Coming Home


This short creative piece from my Master of Divinity thesis was recently published in Lit, The Seattle School’s literary magazine.

“When God began to create heaven and earth, the earth was unformed and void, with darkness over the surface of the deep.”[1] God contained the chaos of both the deep and the dark, but their presence and power linger, just as potent, even now. The two are bound to one another, and like that deep, ancient ocean, darkness is vast, unfathomable, and dangerous.

The awful power and wisdom of the darkness arouse both our greatest fears and our most fantastic hopes—and perhaps inextricably confuse the two. Its potential is appropriately terrifying, but if we can muster the courage to pause long enough to witness the abundance of its true character, we may find that also like the ocean, darkness is beautiful and full of life.

Being able to see or reach out and touch the edges of a thing offers a sense of security and assuredness that both the ocean and the darkness refuse us. And whether by our own wandering, a violent tide, or unknown currents, one day we will find ourselves far out to sea, looking back for the shore, and it will no longer be there.

The land that God called out for us to stand on becomes a distant memory and the light that cannot be overcome[2] is extinguished. Here, among the crushing waves, we may confirm our belief in God while simultaneously losing our faith. We may discover that Judas did not betray Christ after all, but that is was, in fact, the other way around. We may begin to ask not whether God can forgive me, but whether I can forgive God.

In this most immense and horrible place, I am forced to reckon with the questions I have carried with me, hidden, for too long. I must contend with beliefs I built while safely on land, where I quietly stifled my doubts and welcomed voices that happily explained away nagging uncertainties. Beliefs I have taken too great of pains to protect. Beliefs I have made room for by making myself smaller.

One by one, the promises that have been handed down to me—that God is good, that God is for me, that God will never leave me—become deeply suspect.

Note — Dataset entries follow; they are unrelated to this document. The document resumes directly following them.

//! Lifecycle rules schema

use crate::error::{Error, Result};
use petworld_core::LifecycleConfig;
use serde::{Deserialize, Serialize};

/// A rules document; omitted fields keep their defaults
#[derive(Debug, Clone, Serialize, Deserialize, Default)]
pub struct RulesFile {
    pub rules: LifecycleConfig,
}

/// Reject rule sets the state machine cannot honor
///
/// Stat-valued settings must fit the 0..=100 range and a pet name must be
/// allowed at least one character.
pub fn validate(rules: &LifecycleConfig) -> Result<()> {
    let stats = [
        ("decay.starvation_threshold", rules.decay.starvation_threshold),
        ("actions.feed_hunger_relief", rules.actions.feed_hunger_relief),
        ("actions.feed_happiness", rules.actions.feed_happiness),
        ("actions.play_happiness", rules.actions.play_happiness),
        ("evolution.happiness_threshold", rules.evolution.happiness_threshold),
        ("evolution.adult_health_threshold", rules.evolution.adult_health_threshold),
        ("revival.health", rules.revival.health),
        ("revival.happiness", rules.revival.happiness),
        ("revival.hunger", rules.revival.hunger),
    ];
    for (field, value) in stats {
        if value > 100 {
            return Err(Error::InvalidSchema(format!(
                "{} must be at most 100, got {}",
                field, value
            )));
        }
    }

    if rules.revival.health == 0 {
        return Err(Error::InvalidSchema(
            "revival.health must be positive".to_string(),
        ));
    }

    let evolution = &rules.evolution;
    if !(evolution.baby_age <= evolution.teen_age && evolution.teen_age <= evolution.adult_age) {
        return Err(Error::InvalidSchema(
            "evolution ages must be non-decreasing".to_string(),
        ));
    }

    if rules.mint.max_name_len == 0 {
        return Err(Error::InvalidSchema(
            "mint.max_name_len must be positive".to_string(),
        ));
    }
    Ok(())
}
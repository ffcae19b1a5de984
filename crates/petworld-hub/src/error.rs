//! Error types for petworld-hub

use thiserror::Error;

/// Result type for petworld-hub operations
pub type Result<T> = std::result::Result<T, Error>;

/// Errors that can occur in petworld-hub
#[derive(Debug, Error)]
pub enum Error {
    /// Lifecycle or storage error
    #[error("core error: {0}")]
    Core(#[from] petworld_core::Error),

    /// Content could not be loaded
    #[error("content error: {0}")]
    Content(#[from] petworld_config::Error),
}

impl Error {
    /// The lifecycle error, if this is one
    pub fn core(&self) -> Option<&petworld_core::Error> {
        match self {
            Error::Core(err) => Some(err),
            Error::Content(_) => None,
        }
    }

    /// Whether a retry of the same request could succeed
    pub fn is_retryable(&self) -> bool {
        self.core().is_some_and(petworld_core::Error::is_retryable)
    }
}

// Compile-time check that Error is Send + Sync for thread-safe error propagation.
// This function is never called but will fail to compile if the bound is not satisfied.
fn _assert_error_send_sync<T: Send + Sync>() {}
fn _error_is_send_sync() {
    _assert_error_send_sync::<Error>();
}
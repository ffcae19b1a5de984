//! Hub - Lifecycle service over a pet store
//!
//! The hub wraps the pure lifecycle transition with everything a deployment
//! needs: loading and persisting records with compare-and-set versions, the
//! current sequence, event journaling, logging and the periodic sweep.
//!
//! Every operation takes `&self`, so one hub can be shared across threads.
//! Concurrent transitions of the same pet are serialized by the store: the
//! loser of a race gets a version conflict and the hub re-runs it.

use crate::config::HubConfig;
use crate::error::Result;
use crate::sweep::{SweepOutcome, SweepReport, SweepState};
use petworld_config::{load_content, Content};
use petworld_core::{
    lifecycle, Achievement, ActionKind, AchievementRegistry, Error as CoreError, Event, EventKind,
    LifecycleConfig, OwnerAchievements, OwnerId, PetId, PetInfo, PetStore, Sequence,
    SequenceSource, Transition, Version, Versioned,
};
use petworld_journal::{Auditor, Journal};
use std::path::Path;
use std::sync::{Mutex, MutexGuard, PoisonError};
use std::time::Instant;

/// Lifecycle service composing a store, a sequence source and a journal
///
/// ```
/// use petworld_core::{ActionKind, LedgerClock, MemoryStore, OwnerId};
/// use petworld_hub::Hub;
///
/// let hub = Hub::new(MemoryStore::new(), LedgerClock::new());
/// let minted = hub.mint(OwnerId::new("alice"), "Mochi").unwrap();
///
/// hub.clock().advance(36);
/// let t = hub.apply_now(minted.pet.id, ActionKind::ForceUpdate).unwrap();
/// assert_eq!(t.pet.stage, petworld_core::Stage::Baby);
/// ```
pub struct Hub<S, C> {
    store: S,
    clock: C,
    rules: LifecycleConfig,
    registry: AchievementRegistry,
    config: HubConfig,
    journal: Option<Mutex<Journal>>,
    sweep: SweepState,
}
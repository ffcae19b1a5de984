//! Petworld DB - Database layer using native_db
//!
//! Provides persistent storage for pet records behind the
//! `petworld_core::PetStore` trait:
//! - Versioned pet rows with compare-and-set writes
//! - Per-owner achievement records, written atomically with the pet
//! - A monotonic id counter
//! - Owner, stage and liveness queries

mod error;
mod models;
mod queries;
mod store;

pub use error::{Error, Result};
pub use store::DbStore;
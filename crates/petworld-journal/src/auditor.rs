//! Auditing and analytics for journal data

use crate::{Journal, JournalEntry};
use indexmap::IndexMap;
use petworld_core::{Achievement, EventKind, OwnerId, PetId, Sequence, Stage};
use std::collections::HashMap;

/// Auditor for querying and analyzing journal data
pub struct Auditor<'a> {
    journal: &'a Journal,
}

impl<'a> Auditor<'a> {
    /// Create a new auditor for a journal
    pub fn new(journal: &'a Journal) -> Self {
        Self { journal }
    }

    /// Generate a comprehensive audit report
    pub fn generate_report(&self) -> AuditReport {
        let stats = self.journal.stats();
        let mut event_counts: HashMap<String, u64> = HashMap::new();
        let mut pet_events: HashMap<u64, u64> = HashMap::new();

        for event in self.journal.events() {
            *event_counts.entry(event.kind.name().to_string()).or_insert(0) += 1;
            *pet_events.entry(event.pet.raw()).or_insert(0) += 1;
        }

        AuditReport {
            total_entries: stats.total_entries,
            total_events: stats.event_count,
            pet_count: stats.pet_count,
            first_sequence: stats.first_sequence,
            last_sequence: stats.last_sequence,
            event_counts,
            pet_events,
            achievement_unlocks: self.achievement_totals(),
        }
    }

    /// Query entries matching specific criteria
    pub fn query(&self, query: &AuditQuery) -> Vec<&JournalEntry> {
        self.journal
            .entries()
            .iter()
            .filter(|entry| query.matches(entry))
            .collect()
    }

    /// Get a summary of one pet's recorded history
    pub fn pet_summary(&self, pet: PetId) -> PetSummary {
        let mut summary = PetSummary::default();

        for event in self.journal.events_for(pet) {
            summary.total += 1;
            *summary.by_type.entry(event.kind.name().to_string()).or_insert(0) += 1;
            match &event.kind {
                EventKind::Evolved { to, .. } => summary.stage = Some(*to),
                EventKind::Died => summary.deaths += 1,
                EventKind::Revived => summary.revivals += 1,
                EventKind::AchievementUnlocked(achievement) => {
                    summary.achievements.push(*achievement)
                }
                EventKind::Minted => summary.minted_at = Some(event.sequence),
                EventKind::Transferred { to, .. } => {
                    summary.transfers += 1;
                    summary.owner = Some(to.clone());
                }
                EventKind::StatsChanged { .. } => {}
            }
        }

        summary
    }

    /// Unlock counts computed from the retained entries
    ///
    /// Ordered by achievement id; achievements never unlocked are omitted.
    pub fn achievement_totals(&self) -> IndexMap<Achievement, u64> {
        let mut totals: IndexMap<Achievement, u64> = IndexMap::new();
        for achievement in self.journal.events().filter_map(|e| e.unlocked()) {
            *totals.entry(achievement).or_insert(0) += 1;
        }
        totals.sort_keys();
        totals
    }

    /// Count events of a kind, by [`EventKind::name`]
    pub fn count_kind(&self, name: &str) -> u64 {
        self.journal
            .events()
            .filter(|e| e.kind.name() == name)
            .count() as u64
    }

    /// Get all pets that appear in the journal
    pub fn unique_pets(&self) -> Vec<PetId> {
        let mut pets: Vec<PetId> = self.journal.events().map(|e| e.pet).collect();
        pets.sort();
        pets.dedup();
        pets
    }

    /// Get metadata entries
    pub fn metadata(&self) -> Vec<(&str, &str, Sequence)> {
        self.journal
            .entries()
            .iter()
            .filter_map(|entry| {
                if let JournalEntry::Metadata {
                    sequence,
                    key,
                    value,
                } = entry
                {
                    Some((key.as_str(), value.as_str(), *sequence))
                } else {
                    None
                }
            })
            .collect()
    }
}

/// A comprehensive audit report
#[derive(Debug, Clone)]
pub struct AuditReport {
    /// Total number of journal entries
    pub total_entries: usize,
    /// Total number of events
    pub total_events: usize,
    /// Number of distinct pets
    pub pet_count: usize,
    /// First sequence in journal
    pub first_sequence: Option<Sequence>,
    /// Last sequence in journal
    pub last_sequence: Option<Sequence>,
    /// Count of each event type
    pub event_counts: HashMap<String, u64>,
    /// Events by pet
    pub pet_events: HashMap<u64, u64>,
    /// Unlocks by achievement
    pub achievement_unlocks: IndexMap<Achievement, u64>,
}

impl std::fmt::Display for AuditReport {
    fn fmt(&self, f: &mut std::fmt::Formatter<'_>) -> std::fmt::Result {
        writeln!(f, "=== Audit Report ===")?;
        writeln!(f, "Total entries: {}", self.total_entries)?;
        writeln!(f, "Total events: {}", self.total_events)?;
        writeln!(f, "Pets: {}", self.pet_count)?;

        if let (Some(first), Some(last)) = (self.first_sequence, self.last_sequence) {
            writeln!(f, "Sequence range: {} - {}", first, last)?;
        }

        if !self.event_counts.is_empty() {
            writeln!(f, "\nEvents by type:")?;
            let mut sorted: Vec<_> = self.event_counts.iter().collect();
            sorted.sort_by(|a, b| b.1.cmp(a.1).then_with(|| a.0.cmp(b.0)));
            for (event, count) in sorted {
                writeln!(f, "  {}: {}", event, count)?;
            }
        }

        if !self.achievement_unlocks.is_empty() {
            writeln!(f, "\nAchievements unlocked:")?;
            for (achievement, count) in &self.achievement_unlocks {
                writeln!(f, "  {}: {}", achievement, count)?;
            }
        }

        Ok(())
    }
}

/// Query criteria for filtering journal entries
#[derive(Debug, Clone, Default)]
pub struct AuditQuery {
    /// Start sequence (inclusive)
    pub start_sequence: Option<Sequence>,
    /// End sequence (inclusive)
    pub end_sequence: Option<Sequence>,
    /// Filter by pet
    pub pet: Option<PetId>,
    /// Filter by event kind name
    pub kind: Option<String>,
    /// Include metadata in results
    pub include_metadata: bool,
    /// Filter metadata by key
    pub metadata_key: Option<String>,
}

impl AuditQuery {
    /// Create a new empty query
    pub fn new() -> Self {
        Self::default()
    }

    /// Filter by sequence range
    pub fn in_range(mut self, start: Sequence, end: Sequence) -> Self {
        self.start_sequence = Some(start);
        self.end_sequence = Some(end);
        self
    }

    /// Filter by pet
    pub fn by_pet(mut self, pet: PetId) -> Self {
        self.pet = Some(pet);
        self
    }

    /// Filter by event kind name
    pub fn by_kind(mut self, kind: impl Into<String>) -> Self {
        self.kind = Some(kind.into());
        self
    }

    /// Include metadata
    pub fn with_metadata(mut self) -> Self {
        self.include_metadata = true;
        self
    }

    /// Filter metadata by key
    pub fn metadata_with_key(mut self, key: impl Into<String>) -> Self {
        self.include_metadata = true;
        self.metadata_key = Some(key.into());
        self
    }

    fn in_window(&self, sequence: Sequence) -> bool {
        self.start_sequence.map_or(true, |start| sequence >= start)
            && self.end_sequence.map_or(true, |end| sequence <= end)
    }

    fn matches(&self, entry: &JournalEntry) -> bool {
        if !self.in_window(entry.sequence()) {
            return false;
        }

        match entry {
            JournalEntry::Event { event, .. } => {
                if let Some(pet) = self.pet {
                    if event.pet != pet {
                        return false;
                    }
                }
                if let Some(ref kind) = self.kind {
                    if event.kind.name() != kind {
                        return false;
                    }
                }
                true
            }
            JournalEntry::Metadata { key, .. } => {
                if !self.include_metadata {
                    return false;
                }
                if let Some(ref filter_key) = self.metadata_key {
                    if key != filter_key {
                        return false;
                    }
                }
                true
            }
        }
    }
}

/// Recorded history of one pet
#[derive(Debug, Clone, Default)]
pub struct PetSummary {
    /// Total number of events
    pub total: u64,
    /// Events grouped by type
    pub by_type: HashMap<String, u64>,
    pub minted_at: Option<Sequence>,
    /// Stage reached by the latest recorded evolution
    pub stage: Option<Stage>,
    pub deaths: u64,
    pub revivals: u64,
    /// Unlocked achievements, in unlock order
    pub achievements: Vec<Achievement>,
    pub transfers: u64,
    /// Recipient of the latest recorded transfer
    pub owner: Option<OwnerId>,
}

#[cfg(test)]
mod tests {
    use super::*;
    use petworld_core::{Event, Stats};

    fn create_test_journal() -> Journal {
        let mut journal = Journal::new();
        let mochi = PetId::new(1);
        let tofu = PetId::new(2);

        journal.record(Event::minted(mochi, 0));
        journal.record(Event::achievement(mochi, Achievement::FirstPet, 0));
        journal.record(Event::minted(tofu, 5));
        journal.record(Event::achievement(tofu, Achievement::FirstPet, 5));
        journal.record(Event::stats_changed(
            mochi,
            Stats::NEWBORN,
            Stats::new(100, 1, 100),
            36,
        ));
        journal.record(Event::evolved(mochi, Stage::Egg, Stage::Baby, 36));
        journal.record(Event::achievement(mochi, Achievement::FirstEvolution, 36));
        journal.record(Event::died(tofu, 6000));
        journal.record(Event::revived(tofu, 6100));
        journal.record(Event::achievement(tofu, Achievement::SurvivedDeath, 6100));
        journal.record_metadata(6100, "source", "sweep");
        journal
    }

    #[test]
    fn test_generate_report() {
        let journal = create_test_journal();
        let auditor = Auditor::new(&journal);
        let report = auditor.generate_report();

        assert_eq!(report.total_events, 10);
        assert_eq!(report.pet_count, 2);
        assert_eq!(report.event_counts.get("achievementUnlocked"), Some(&4));
        assert_eq!(report.pet_events.get(&1), Some(&5));
        assert!(report.to_string().contains("Audit Report"));
    }

    #[test]
    fn test_achievement_totals() {
        let journal = create_test_journal();
        let totals = Auditor::new(&journal).achievement_totals();

        assert_eq!(totals.get(&Achievement::FirstPet), Some(&2));
        assert_eq!(totals.get(&Achievement::SurvivedDeath), Some(&1));
        assert_eq!(totals.get(&Achievement::PerfectStats), None);
        let order: Vec<_> = totals.keys().copied().collect();
        assert_eq!(
            order,
            vec![
                Achievement::FirstPet,
                Achievement::FirstEvolution,
                Achievement::SurvivedDeath
            ]
        );
    }

    #[test]
    fn test_pet_summary() {
        let journal = create_test_journal();
        let auditor = Auditor::new(&journal);

        let mochi = auditor.pet_summary(PetId::new(1));
        assert_eq!(mochi.total, 5);
        assert_eq!(mochi.stage, Some(Stage::Baby));
        assert_eq!(mochi.minted_at, Some(0));
        assert_eq!(
            mochi.achievements,
            vec![Achievement::FirstPet, Achievement::FirstEvolution]
        );

        let tofu = auditor.pet_summary(PetId::new(2));
        assert_eq!(tofu.deaths, 1);
        assert_eq!(tofu.revivals, 1);
        assert_eq!(tofu.transfers, 0);
        assert_eq!(tofu.owner, None);
    }

    #[test]
    fn test_pet_summary_follows_transfers() {
        let mut journal = create_test_journal();
        journal.record(Event::transferred(
            PetId::new(1),
            OwnerId::new("alice"),
            OwnerId::new("bob"),
            7000,
        ));
        journal.record(Event::transferred(
            PetId::new(1),
            OwnerId::new("bob"),
            OwnerId::new("carol"),
            7100,
        ));

        let auditor = Auditor::new(&journal);
        let mochi = auditor.pet_summary(PetId::new(1));
        assert_eq!(mochi.transfers, 2);
        assert_eq!(mochi.owner, Some(OwnerId::new("carol")));
        assert_eq!(auditor.count_kind("transferred"), 2);
    }

    #[test]
    fn test_query() {
        let journal = create_test_journal();
        let auditor = Auditor::new(&journal);

        let results = auditor.query(&AuditQuery::new().by_pet(PetId::new(2)).in_range(1, 6000));
        assert_eq!(results.len(), 3);

        let results = auditor.query(&AuditQuery::new().by_kind("died"));
        assert_eq!(results.len(), 1);

        let results = auditor.query(&AuditQuery::new().metadata_with_key("source"));
        assert!(results
            .iter()
            .any(|e| matches!(e, JournalEntry::Metadata { .. })));
    }

    #[test]
    fn test_metadata_and_counts() {
        let journal = create_test_journal();
        let auditor = Auditor::new(&journal);

        assert_eq!(auditor.count_kind("minted"), 2);
        assert_eq!(auditor.unique_pets(), vec![PetId::new(1), PetId::new(2)]);
        assert!(auditor
            .metadata()
            .iter()
            .any(|(k, v, _)| *k == "source" && *v == "sweep"));
    }
}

When God began to create heaven and earth, the earth was unformed and void, with darkness over the surface of the deep. And that roiling, chaotic deep, shrouded in darkness, was full of monsters. From before the beginning, it has held nothing less than my most fearful desires—my hopes that I have bound up with disgust. The darkness I long to escape can only be met head on, deep inside my heart—and like the ocean, I am beautiful and full of life. This is the place God makes a home and invites me to come find God there.

[1] Gen. 1:1–2 (Jewish Publication Society).

[2] “The light shines in the darkness, and the darkness did not overcome it” John 1:5 (New Revised Standard Version).